- [Problem to solve]
The data must be transcribed exactly, with no line missing.

- [Extracted data]
§

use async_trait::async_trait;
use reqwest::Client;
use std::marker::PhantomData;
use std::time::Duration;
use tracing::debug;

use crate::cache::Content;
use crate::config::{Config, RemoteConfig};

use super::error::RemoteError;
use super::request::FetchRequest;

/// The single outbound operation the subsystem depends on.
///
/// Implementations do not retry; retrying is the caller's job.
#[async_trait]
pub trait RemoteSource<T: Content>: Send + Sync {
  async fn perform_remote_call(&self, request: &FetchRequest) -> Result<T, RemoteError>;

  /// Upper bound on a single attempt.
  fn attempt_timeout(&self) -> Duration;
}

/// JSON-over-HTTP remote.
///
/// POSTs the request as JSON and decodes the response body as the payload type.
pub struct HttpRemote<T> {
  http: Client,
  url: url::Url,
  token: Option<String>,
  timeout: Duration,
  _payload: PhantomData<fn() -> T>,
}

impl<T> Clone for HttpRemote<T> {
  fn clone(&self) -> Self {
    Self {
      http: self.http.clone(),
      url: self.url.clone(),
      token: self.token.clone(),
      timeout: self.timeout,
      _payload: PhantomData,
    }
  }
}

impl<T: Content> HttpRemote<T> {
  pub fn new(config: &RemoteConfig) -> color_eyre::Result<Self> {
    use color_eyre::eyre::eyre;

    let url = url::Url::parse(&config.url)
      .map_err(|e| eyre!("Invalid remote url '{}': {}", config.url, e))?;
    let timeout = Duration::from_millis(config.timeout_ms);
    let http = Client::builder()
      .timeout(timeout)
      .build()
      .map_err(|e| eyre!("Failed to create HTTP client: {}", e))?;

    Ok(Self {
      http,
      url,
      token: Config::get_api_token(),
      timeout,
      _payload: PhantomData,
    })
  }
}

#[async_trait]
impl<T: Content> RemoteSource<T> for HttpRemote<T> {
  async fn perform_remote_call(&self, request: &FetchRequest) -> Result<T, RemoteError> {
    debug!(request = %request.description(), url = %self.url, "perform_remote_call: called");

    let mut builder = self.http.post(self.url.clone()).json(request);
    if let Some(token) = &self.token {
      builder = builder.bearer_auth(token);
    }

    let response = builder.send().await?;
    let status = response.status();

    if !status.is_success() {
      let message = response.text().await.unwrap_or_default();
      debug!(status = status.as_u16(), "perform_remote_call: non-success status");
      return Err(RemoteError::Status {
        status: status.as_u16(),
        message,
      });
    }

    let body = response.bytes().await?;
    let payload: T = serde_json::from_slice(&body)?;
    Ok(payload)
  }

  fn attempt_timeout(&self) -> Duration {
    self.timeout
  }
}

§

- [Result of this exercise]
use async_trait::async_trait;
use reqwest::Client;
use std::marker::PhantomData;
use std::time::Duration;
use tracing::debug;

use crate::cache::Content;
use crate::config::{Config, RemoteConfig};

use super::error::RemoteError;
use super::request::FetchRequest;

/// The single outbound operation the subsystem depends on.
///
/// Implementations do not retry; retrying is the caller's job.
#[async_trait]
pub trait RemoteSource<T: Content>: Send + Sync {
  async fn perform_remote_call(&self, request: &FetchRequest) -> Result<T, RemoteError>;

  /// Upper bound on a single attempt.
  fn attempt_timeout(&self) -> Duration;
}

/// JSON-over-HTTP remote.
///
/// POSTs the request as JSON and decodes the response body as the payload type.
pub struct HttpRemote<T> {
  http: Client,
  url: url::Url,
  token: Option<String>,
  timeout: Duration,
  _payload: PhantomData<fn() -> T>,
}

impl<T> Clone for HttpRemote<T> {
  fn clone(&self) -> Self {
    Self {
      http: self.http.clone(),
      url: self.url.clone(),
      token: self.token.clone(),
      timeout: self.timeout,
      _payload: PhantomData,
    }
  }
}

impl<T: Content> HttpRemote<T> {
  pub fn new(config: &RemoteConfig) -> color_eyre::Result<Self> {
    use color_eyre::eyre::eyre;

    let url = url::Url::parse(&config.url)
      .map_err(|e| eyre!("Invalid remote url '{}': {}", config.url, e))?;
    let timeout = Duration::from_millis(config.timeout_ms);
    let http = Client::builder()
      .timeout(timeout)
      .build()
      .map_err(|e| eyre!("Failed to create HTTP client: {}", e))?;

    Ok(Self {
      http,
      url,
      token: Config::get_api_token(),
      timeout,
      _payload: PhantomData,
    })
  }
}

#[async_trait]
impl<T: Content> RemoteSource<T> for HttpRemote<T> {
  async fn perform_remote_call(&self, request: &FetchRequest) -> Result<T, RemoteError> {
    debug!(request = %request.description(), url = %self.url, "perform_remote_call: called");

    let mut builder = self.http.post(self.url.clone()).json(request);
    if let Some(token) = &self.token {
      builder = builder.bearer_auth(token);
    }

    let response = builder.send().await?;
    let status = response.status();

    if !status.is_success() {
      let message = response.text().await.unwrap_or_default();
      debug!(status = status.as_u16(), "perform_remote_call: non-success status");
      return Err(RemoteError::Status {
        status: status.as_u16(),
        message,
      });
    }

    let body = response.bytes().await?;
    let payload: T = serde_json::from_slice(&body)?;
    Ok(payload)
  }

  fn attempt_timeout(&self) -> Duration {
    self.timeout
  }
}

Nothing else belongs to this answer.